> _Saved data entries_
--
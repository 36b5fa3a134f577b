use std::io::{self, BufWriter, Seek, SeekFrom, Write};

/// RIFF WAVE writer for 16-bit PCM audio.
pub struct WavWriter<W: Write + Seek> {
    writer: BufWriter<W>,
    riff_size_position: u64,
    data_size_position: u64,
    data_written: u64,
    sample_rate: u32,
    channels: u32,
}

impl<W: Write + Seek> WavWriter<W> {
    pub fn new(writer: W) -> Self {
        Self {
            writer: BufWriter::new(writer),
            riff_size_position: 0,
            data_size_position: 0,
            data_written: 0,
            sample_rate: 44100,
            channels: 2,
        }
    }

    /// Configure audio format parameters
    pub fn configure_audio_format(&mut self, sample_rate: u32, channels: u32) -> io::Result<()> {
        if self.data_written > 0 {
            return Err(io::Error::new(
                io::ErrorKind::InvalidInput,
                "Cannot change format after writing data",
            ));
        }

        self.sample_rate = sample_rate;
        self.channels = channels;
        Ok(())
    }

    /// Write the RIFF/fmt/data headers with placeholder sizes
    pub fn write_header(&mut self) -> io::Result<()> {
        self.writer.write_all(b"RIFF")?;
        self.riff_size_position = self.writer.stream_position()?;
        self.writer.write_all(&0u32.to_le_bytes())?; // patched by finish()
        self.writer.write_all(b"WAVE")?;

        self.writer.write_all(b"fmt ")?;
        self.writer.write_all(&16u32.to_le_bytes())?;
        self.writer.write_all(&1u16.to_le_bytes())?; // PCM format
        self.writer.write_all(&(self.channels as u16).to_le_bytes())?;
        self.writer.write_all(&self.sample_rate.to_le_bytes())?;

        let byte_rate = self.sample_rate * self.channels * 2;
        self.writer.write_all(&byte_rate.to_le_bytes())?;

        let block_align = self.channels * 2;
        self.writer.write_all(&(block_align as u16).to_le_bytes())?;
        self.writer.write_all(&16u16.to_le_bytes())?;

        self.writer.write_all(b"data")?;
        self.data_size_position = self.writer.stream_position()?;
        self.writer.write_all(&0u32.to_le_bytes())?; // patched by finish()

        Ok(())
    }

    /// Write interleaved 16-bit samples
    pub fn write_pcm_16bit(&mut self, samples: &[i16]) -> io::Result<()> {
        for &sample in samples {
            self.writer.write_all(&sample.to_le_bytes())?;
            self.data_written += 2;
        }
        Ok(())
    }

    /// Finish writing and update the chunk size headers
    pub fn finish(&mut self) -> io::Result<()> {
        self.writer.flush()?;

        let current_pos = self.writer.stream_position()?;

        self.writer.seek(SeekFrom::Start(self.data_size_position))?;
        self.writer
            .write_all(&(self.data_written as u32).to_le_bytes())?;

        self.writer.seek(SeekFrom::Start(self.riff_size_position))?;
        self.writer
            .write_all(&((current_pos - 8) as u32).to_le_bytes())?;

        self.writer.seek(SeekFrom::Start(current_pos))?;
        self.writer.flush()?;

        Ok(())
    }

    /// Get the underlying writer
    pub fn into_inner(self) -> io::Result<W> {
        self.writer.into_inner().map_err(|e| e.into_error())
    }

    /// Get statistics about written data
    pub fn stats(&self) -> WavStats {
        WavStats {
            data_written: self.data_written,
            sample_rate: self.sample_rate,
            channels: self.channels,
        }
    }
}

/// Statistics about WAV file writing
#[derive(Debug, Clone)]
pub struct WavStats {
    pub data_written: u64,
    pub sample_rate: u32,
    pub channels: u32,
}

#[cfg(test)]
mod tests {
    use super::*;
    use std::io::Cursor;

    #[test]
    fn test_wav_header_write() -> io::Result<()> {
        let buffer = Vec::new();
        let cursor = Cursor::new(buffer);
        let mut writer = WavWriter::new(cursor);

        writer.configure_audio_format(44100, 2)?;
        writer.write_header()?;

        let cursor = writer.into_inner()?;
        let buffer = cursor.into_inner();

        assert_eq!(&buffer[0..4], b"RIFF");
        assert_eq!(&buffer[8..12], b"WAVE");
        assert_eq!(&buffer[12..16], b"fmt ");
        assert_eq!(&buffer[36..40], b"data");

        Ok(())
    }

    #[test]
    fn test_wav_sizes_patched() -> io::Result<()> {
        let cursor = Cursor::new(Vec::new());
        let mut writer = WavWriter::new(cursor);

        writer.configure_audio_format(44100, 1)?;
        writer.write_header()?;
        writer.write_pcm_16bit(&[100, -100, 0, 32767])?;

        let stats = writer.stats();
        assert_eq!(stats.data_written, 8);

        writer.finish()?;

        let buffer = writer.into_inner()?.into_inner();
        let data_size = u32::from_le_bytes(buffer[40..44].try_into().unwrap());
        assert_eq!(data_size, 8);
        let riff_size = u32::from_le_bytes(buffer[4..8].try_into().unwrap());
        assert_eq!(riff_size as usize, buffer.len() - 8);

        Ok(())
    }
}
/// Decodes fixed-size compressed frames into PCM blocks.
///
/// One instance owns all cross-frame state for its stream; frames must be
/// fed in stream order, one call at a time.
pub struct Decoder {
    config: StreamConfig,
    units: [ChannelUnit; 2],

    /// Joint-stereo matrix selector generations, one frame apart.
    matrix_prev: [usize; QMF_BANDS],
    matrix_now: [usize; QMF_BANDS],
    matrix_next: [usize; QMF_BANDS],
    /// Three (flag, index) weight generations, oldest first.
    weighting_delay: [usize; 6],

    kernel: Box<dyn QmfKernel>,
    policy: StatePolicy,
    snapshot: Option<Box<Snapshot>>,
    fail_level: log::Level,
    counter: usize,
}

struct Snapshot {
    units: [ChannelUnit; 2],
    matrix_prev: [usize; QMF_BANDS],
    matrix_now: [usize; QMF_BANDS],
    matrix_next: [usize; QMF_BANDS],
    weighting_delay: [usize; 6],
}

impl Decoder {
    pub fn new(config: StreamConfig) -> Self {
        Self::with_kernel(config, Box::new(PortableKernel))
    }

    /// Opens a decoder with an alternate matrixing/dewindowing kernel.
    pub fn with_kernel(config: StreamConfig, kernel: Box<dyn QmfKernel>) -> Self {
        Self {
            config,
            units: [ChannelUnit::default(), ChannelUnit::default()],
            matrix_prev: [3; QMF_BANDS],
            matrix_now: [3; QMF_BANDS],
            matrix_next: [3; QMF_BANDS],
            weighting_delay: [0, 7, 0, 7, 0, 7],
            kernel,
            policy: StatePolicy::default(),
            snapshot: None,
            fail_level: log::Level::Error,
            counter: 0,
        }
    }

    pub fn config(&self) -> &StreamConfig {
        &self.config
    }

    /// Sets the failure level for soft validations (strict mode).
    pub fn set_fail_level(&mut self, level: log::Level) {
        self.fail_level = level;
    }

    /// Chooses what happens to cross-frame state when a frame fails.
    ///
    /// The rollback snapshot buffer is allocated here, never during decode.
    pub fn set_state_policy(&mut self, policy: StatePolicy) {
        self.policy = policy;
        self.snapshot = match policy {
            StatePolicy::Retain => None,
            StatePolicy::Rollback => Some(Box::new(Snapshot {
                units: self.units.clone(),
                matrix_prev: self.matrix_prev,
                matrix_now: self.matrix_now,
                matrix_next: self.matrix_next,
                weighting_delay: self.weighting_delay,
            })),
        };
    }

    /// Decodes one frame.
    ///
    /// The frame must carry exactly `bytes_per_frame` bytes; longer input
    /// is tolerated with a warning (strict mode fails it) and only the
    /// frame-sized prefix is decoded. A failed frame produces no PCM; the
    /// stream itself stays usable.
    pub fn decode(&mut self, frame: &[u8]) -> Result<DecodedFrame> {
        let expected = self.config.bytes_per_frame;
        if frame.len() < expected {
            bail!(FrameError::FrameTooShort {
                expected,
                actual: frame.len(),
            });
        }
        if frame.len() > expected {
            log_or_err!(
                self.fail_level,
                Warn,
                anyhow!(FrameError::TrailingBytes {
                    expected,
                    actual: frame.len(),
                })
            );
        }

        if let Some(snapshot) = self.snapshot.as_deref_mut() {
            snapshot.units.clone_from(&self.units);
            snapshot.matrix_prev = self.matrix_prev;
            snapshot.matrix_now = self.matrix_now;
            snapshot.matrix_next = self.matrix_next;
            snapshot.weighting_delay = self.weighting_delay;
        }

        match self.decode_frame(&frame[..expected]) {
            Ok(pcm) => {
                self.counter += 1;
                Ok(DecodedFrame {
                    pcm,
                    channels: self.config.channels,
                    samples_per_channel: SAMPLES_PER_CHANNEL,
                })
            }
            Err(e) => {
                if let Some(snapshot) = self.snapshot.as_deref() {
                    self.units.clone_from(&snapshot.units);
                    self.matrix_prev = snapshot.matrix_prev;
                    self.matrix_now = snapshot.matrix_now;
                    self.matrix_next = snapshot.matrix_next;
                    self.weighting_delay = snapshot.weighting_delay;
                }
                Err(e)
            }
        }
    }

    fn decode_frame(&mut self, frame: &[u8]) -> Result<[i32; 2 * SAMPLES_PER_CHANNEL]> {
        let bytes = self.config.bytes_per_frame;
        let channels = self.config.channels;

        let mut buffer = [0u8; MAX_FRAME_BYTES + 3];
        let offset = if self.config.scrambled {
            descramble(frame, &mut buffer)
        } else {
            buffer[..bytes].copy_from_slice(frame);
            0
        };
        let data = &mut buffer[offset..offset + bytes];

        trace!("frame {}: {} bytes, offset {}", self.counter, bytes, offset);

        let mut samples = [0i32; 2 * SAMPLES_PER_CHANNEL];

        match self.config.coding_mode {
            CodingMode::JointStereo => {
                {
                    let mut reader = BsIoSliceReader::from_slice(data);
                    decode_sound_unit(
                        &mut reader,
                        &mut self.units[0],
                        &mut samples[..SAMPLES_PER_CHANNEL],
                        0,
                        CodingMode::JointStereo,
                    )?;
                }

                // The second sound unit is coded in reverse byte order and
                // padded with sync fill.
                data.reverse();
                let mut fill = 0;
                while data[fill] == SYNC_FILL {
                    fill += 1;
                    if fill + 4 > bytes {
                        bail!(FrameError::SyncFillOverrun);
                    }
                }

                let mut reader = BsIoSliceReader::from_slice(&data[fill..]);

                // Shift the weighting and selector histories forward one
                // frame and read the next generation.
                self.weighting_delay.copy_within(2.., 0);
                self.weighting_delay[4] = reader.get()? as usize;
                self.weighting_delay[5] = reader.get_n::<u32>(3)? as usize;

                for band in 0..QMF_BANDS {
                    self.matrix_prev[band] = self.matrix_now[band];
                    self.matrix_now[band] = self.matrix_next[band];
                    self.matrix_next[band] = reader.get_n::<u32>(2)? as usize;
                }

                decode_sound_unit(
                    &mut reader,
                    &mut self.units[1],
                    &mut samples[SAMPLES_PER_CHANNEL..],
                    1,
                    CodingMode::JointStereo,
                )?;

                let (ch0, ch1) = samples.split_at_mut(SAMPLES_PER_CHANNEL);
                stereo::reverse_matrixing(ch0, ch1, &self.matrix_prev, &self.matrix_now);
                stereo::channel_weighting(ch0, ch1, &self.weighting_delay);
            }
            CodingMode::Independent => {
                for ch in 0..channels {
                    let start = ch * bytes / channels;
                    let mut reader =
                        BsIoSliceReader::from_slice(&data[start..start + bytes / channels]);
                    decode_sound_unit(
                        &mut reader,
                        &mut self.units[ch],
                        &mut samples[ch * SAMPLES_PER_CHANNEL..][..SAMPLES_PER_CHANNEL],
                        ch,
                        CodingMode::Independent,
                    )?;
                }
            }
        }

        // Reconstruct the full-band signal per channel.
        let mut temp = [0i32; DELAY_LEN + SAMPLES_PER_CHANNEL];
        let kernel = self.kernel.as_ref();

        for (ch, unit) in self.units.iter_mut().enumerate().take(channels) {
            let base = ch * SAMPLES_PER_CHANNEL;
            let (b0, b1, b2, b3) = (base, base + 256, base + 512, base + 768);

            qmf::synthesize(kernel, &mut samples, b0, b1, b0, 256, &mut unit.delay[0], &mut temp);
            qmf::synthesize(kernel, &mut samples, b3, b2, b2, 256, &mut unit.delay[1], &mut temp);
            qmf::synthesize(kernel, &mut samples, b0, b2, b0, 512, &mut unit.delay[2], &mut temp);
        }

        Ok(samples)
    }
}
--
> _Task goal_
From the entries, copy every line in which the string "frames" can be found.

> _Answer_
/// Decodes fixed-size compressed frames into PCM blocks.
/// One instance owns all cross-frame state for its stream; frames must be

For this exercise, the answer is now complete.